De son Argentine natale, le pape François s’est retrouvé du jour au
lendemain, il y a un peu plus d’une année, à la tête d’un État, l’État du
Vatican, et à la tête d’une Église, toujours prisonnière d’une Institution
ecclésiale encore profondément marquée par ses alliances impériales et les
doctrines qui en surgissent. Les scandales de toute nature franchissaient la
barrière du secret pour rejoindre les grands réseaux de communication. Les crimes financiers et sexuels
s’étalèrent devant une opinion publique toujours plus surprise et scandalisée
que de tels méfaits puissent exister dans une institution qui se présente comme
la caution morale de l’Humanité.
Jorge Bergoglio sortit de la chapelle Sixtine avec le nom de François,
cet homme à qui le Jésus des Évangiles avait demandé par des voies mystiques de
rebâtir son Église. C’est en étant pauvre avec les plus pauvres que ce François
du Moyen Âge rappela aux Princes d’une Église, envoûtée par les honneurs et les
richesses de ce monde, que le Ressuscité les attendait, dépouillés de leurs
grandeurs et de leurs richesses, là où sont les plus pauvres et laissés pour
compte.
En choisissant le nom de
François, le nouveau pape donnait le ton et le sens de sa mission tout autant comme chef d’État que comme pasteur universel
de l’Église.
Il s’est attelé à la tâche avec foi, humilité et un grand détachement
de tout ce qui représente pouvoir, honneur et prestige. Il fait de Jésus de
Nazareth, le ressuscité, le fondement de son être et des Évangiles la source
première la source première de son enseignement. Il assume sans artifice sa
condition de pécheur qui en fait un être fragile, mais aussi profondément
humain. Son témoignage de vie donne à sa parole la crédibilité d’un pasteur
humblement au service des Évangiles et des humbles de la terre.
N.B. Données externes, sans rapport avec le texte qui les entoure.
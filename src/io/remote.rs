use std::collections::HashMap;

use chrono::NaiveDate;
use serde::Serialize;

use super::gateway::{Gateway, GatewayError};
use crate::model::project::{Project, ThemeColor};
use crate::model::task::{ChecklistItem, Status, Task, TaskPatch};

/// REST persistence against a kanban backend:
/// `GET/POST {api}/projects`, `GET/POST/PUT/DELETE {api}/tasks`.
///
/// Record-level calls mirror the backend surface one to one; the
/// collection-level `Gateway` saves are a diff sync on top of them.
/// Any non-2xx response surfaces as `GatewayError::Http` — never as a
/// silently empty collection.
pub struct RemoteGateway {
    agent: ureq::Agent,
    base_url: String,
}

/// POST /projects body: a project minus its server-assigned `id`.
#[derive(Serialize)]
#[serde(rename_all = "camelCase")]
struct ProjectBody<'a> {
    name: &'a str,
    description: &'a str,
    theme_color: ThemeColor,
}

/// POST /tasks body: a task minus `id` and `createdAt`.
#[derive(Serialize)]
#[serde(rename_all = "camelCase")]
struct TaskBody<'a> {
    project_id: &'a str,
    title: &'a str,
    description: &'a str,
    status: Status,
    tags: &'a [String],
    #[serde(skip_serializing_if = "Option::is_none")]
    due_date: Option<NaiveDate>,
    checklist: &'a [ChecklistItem],
}

impl RemoteGateway {
    pub fn new(api_url: &str) -> RemoteGateway {
        RemoteGateway {
            agent: ureq::agent(),
            base_url: api_url.trim_end_matches('/').to_string(),
        }
    }

    fn url(&self, path: &str) -> String {
        format!("{}{}", self.base_url, path)
    }

    /// All projects, ordered by creation ascending (backend ordering).
    pub fn fetch_projects(&self) -> Result<Vec<Project>, GatewayError> {
        let resp = self
            .agent
            .get(&self.url("/projects"))
            .call()
            .map_err(request_error)?;
        decode(resp)
    }

    /// Create a project; the backend assigns the ID.
    pub fn create_project(&self, project: &Project) -> Result<Project, GatewayError> {
        let body = ProjectBody {
            name: &project.name,
            description: &project.description,
            theme_color: project.theme_color,
        };
        let resp = self
            .agent
            .post(&self.url("/projects"))
            .send_json(body)
            .map_err(request_error)?;
        decode(resp)
    }

    /// All tasks, newest first (backend ordering).
    pub fn fetch_tasks(&self) -> Result<Vec<Task>, GatewayError> {
        let resp = self
            .agent
            .get(&self.url("/tasks"))
            .call()
            .map_err(request_error)?;
        decode(resp)
    }

    /// Create a task; the backend assigns `id` and `createdAt`.
    pub fn create_task(&self, task: &Task) -> Result<Task, GatewayError> {
        let body = TaskBody {
            project_id: &task.project_id,
            title: &task.title,
            description: &task.description,
            status: task.status,
            tags: &task.tags,
            due_date: task.due_date,
            checklist: &task.checklist,
        };
        let resp = self
            .agent
            .post(&self.url("/tasks"))
            .send_json(body)
            .map_err(request_error)?;
        decode(resp)
    }

    /// Merge a partial update into one task; returns the merged task.
    pub fn update_task(&self, id: &str, patch: &TaskPatch) -> Result<Task, GatewayError> {
        let resp = self
            .agent
            .put(&self.url(&format!("/tasks/{}", id)))
            .send_json(patch)
            .map_err(request_error)?;
        decode(resp)
    }

    /// Delete one task. An absent ID is tolerated.
    pub fn delete_task(&self, id: &str) -> Result<(), GatewayError> {
        let result = self
            .agent
            .delete(&self.url(&format!("/tasks/{}", id)))
            .call();
        match result {
            Ok(_) => Ok(()),
            Err(ureq::Error::Status(404, _)) => Ok(()),
            Err(e) => Err(request_error(e)),
        }
    }
}

impl Gateway for RemoteGateway {
    fn load_projects(&self) -> Result<Vec<Project>, GatewayError> {
        self.fetch_projects()
    }

    /// The backend surface has no project PUT/DELETE, so the sync only
    /// creates projects the backend does not know yet.
    fn save_projects(&self, projects: &[Project]) -> Result<(), GatewayError> {
        let known: Vec<String> = self.fetch_projects()?.into_iter().map(|p| p.id).collect();
        for project in projects {
            if !known.contains(&project.id) {
                self.create_project(project)?;
            }
        }
        Ok(())
    }

    fn load_tasks(&self) -> Result<Vec<Task>, GatewayError> {
        self.fetch_tasks()
    }

    /// Diff sync: delete tasks the board dropped, create unknown ones,
    /// PUT the ones that changed. Last write wins at the record level.
    fn save_tasks(&self, tasks: &[Task]) -> Result<(), GatewayError> {
        let existing = self.fetch_tasks()?;
        let desired: HashMap<&str, &Task> = tasks.iter().map(|t| (t.id.as_str(), t)).collect();

        for stale in existing.iter().filter(|t| !desired.contains_key(t.id.as_str())) {
            self.delete_task(&stale.id)?;
        }

        let known: HashMap<&str, &Task> = existing.iter().map(|t| (t.id.as_str(), t)).collect();
        for task in tasks {
            match known.get(task.id.as_str()) {
                None => {
                    self.create_task(task)?;
                }
                Some(prev) if **prev != *task => {
                    self.update_task(&task.id, &TaskPatch::replace(task))?;
                }
                Some(_) => {}
            }
        }
        Ok(())
    }
}

fn request_error(err: ureq::Error) -> GatewayError {
    match err {
        ureq::Error::Status(status, resp) => GatewayError::Http {
            status,
            message: resp.into_string().unwrap_or_default(),
        },
        ureq::Error::Transport(t) => GatewayError::Transport(t.to_string()),
    }
}

fn decode<T: serde::de::DeserializeOwned>(resp: ureq::Response) -> Result<T, GatewayError> {
    resp.into_json()
        .map_err(|e| GatewayError::Decode(e.to_string()))
}

#[cfg(test)]
mod tests {
    use super::*;

    #[test]
    fn base_url_is_normalized() {
        let gw = RemoteGateway::new("http://localhost:5000/api/");
        assert_eq!(gw.url("/tasks"), "http://localhost:5000/api/tasks");
        assert_eq!(gw.url("/tasks/t1"), "http://localhost:5000/api/tasks/t1");
    }

    #[test]
    fn task_body_omits_identity_fields() {
        let task = Task::new(
            "p1".into(),
            "Card".into(),
            String::new(),
            Status::Todo,
            None,
            vec![],
            vec![],
        );
        let body = TaskBody {
            project_id: &task.project_id,
            title: &task.title,
            description: &task.description,
            status: task.status,
            tags: &task.tags,
            due_date: task.due_date,
            checklist: &task.checklist,
        };
        let json = serde_json::to_value(&body).unwrap();
        assert!(json.get("id").is_none());
        assert!(json.get("createdAt").is_none());
        assert!(json.get("dueDate").is_none());
        assert_eq!(json["projectId"], "p1");
        assert_eq!(json["status"], "todo");
    }

    #[test]
    fn project_body_carries_the_theme_color_token() {
        let project = Project {
            id: "p1".into(),
            name: "Board".into(),
            description: String::new(),
            theme_color: ThemeColor::Green,
        };
        let body = ProjectBody {
            name: &project.name,
            description: &project.description,
            theme_color: project.theme_color,
        };
        let json = serde_json::to_value(&body).unwrap();
        assert!(json.get("id").is_none());
        assert_eq!(json["themeColor"], "green");
    }
}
Dans une entrevue qu’il accordait à un collègue jésuite, il se définissait
lui-même comme quelqu’un d rusé, qui sait manoeuvrer, mais aussi comme
quelqu’un d’ingénu et, plus que tout, pécheur. Il est fort probable que chacune
de ces caractéristiques ait été à l’origine du choix de ses collaborateurs les
plus rapprochés. Des interrogations surgissent lorsque nous regardons le profil
de certaines de ces nominations avec ce grand objectif de rebâtir l’Église. Force
est de reconnaître que le profil premier des personnes choisies n’est pas de
nature à inspirer les grandes transformations qu’il s’apprête à réaliser. Un
grand nombre de ceux qui ont accédé à des postes reliés à la réforme de la
Curie romaine et de l’Institut des oeuvres pontificales (Banque du Vatican)
viennent de l’Opus
Dei en sont des amis rapprochés. On ne peut pas dire qu’il s’agit de
l’organisation le plus d’avant-garde de l’Église. Pour le moment Il n’y a pas
de véritables visages nouveaux qui émergent au niveau de la Curie romaine et
qui marquent par leur vie et leurs engagements la voie pour retrouver une
Église soutenue par l’Esprit de Jésus et les Évangiles. La grande majorité de
ces nominations vont plus dans le sens de la continuité que dans celui de la
transformation. Nous n’en sommes pas encore à une véritable conversion.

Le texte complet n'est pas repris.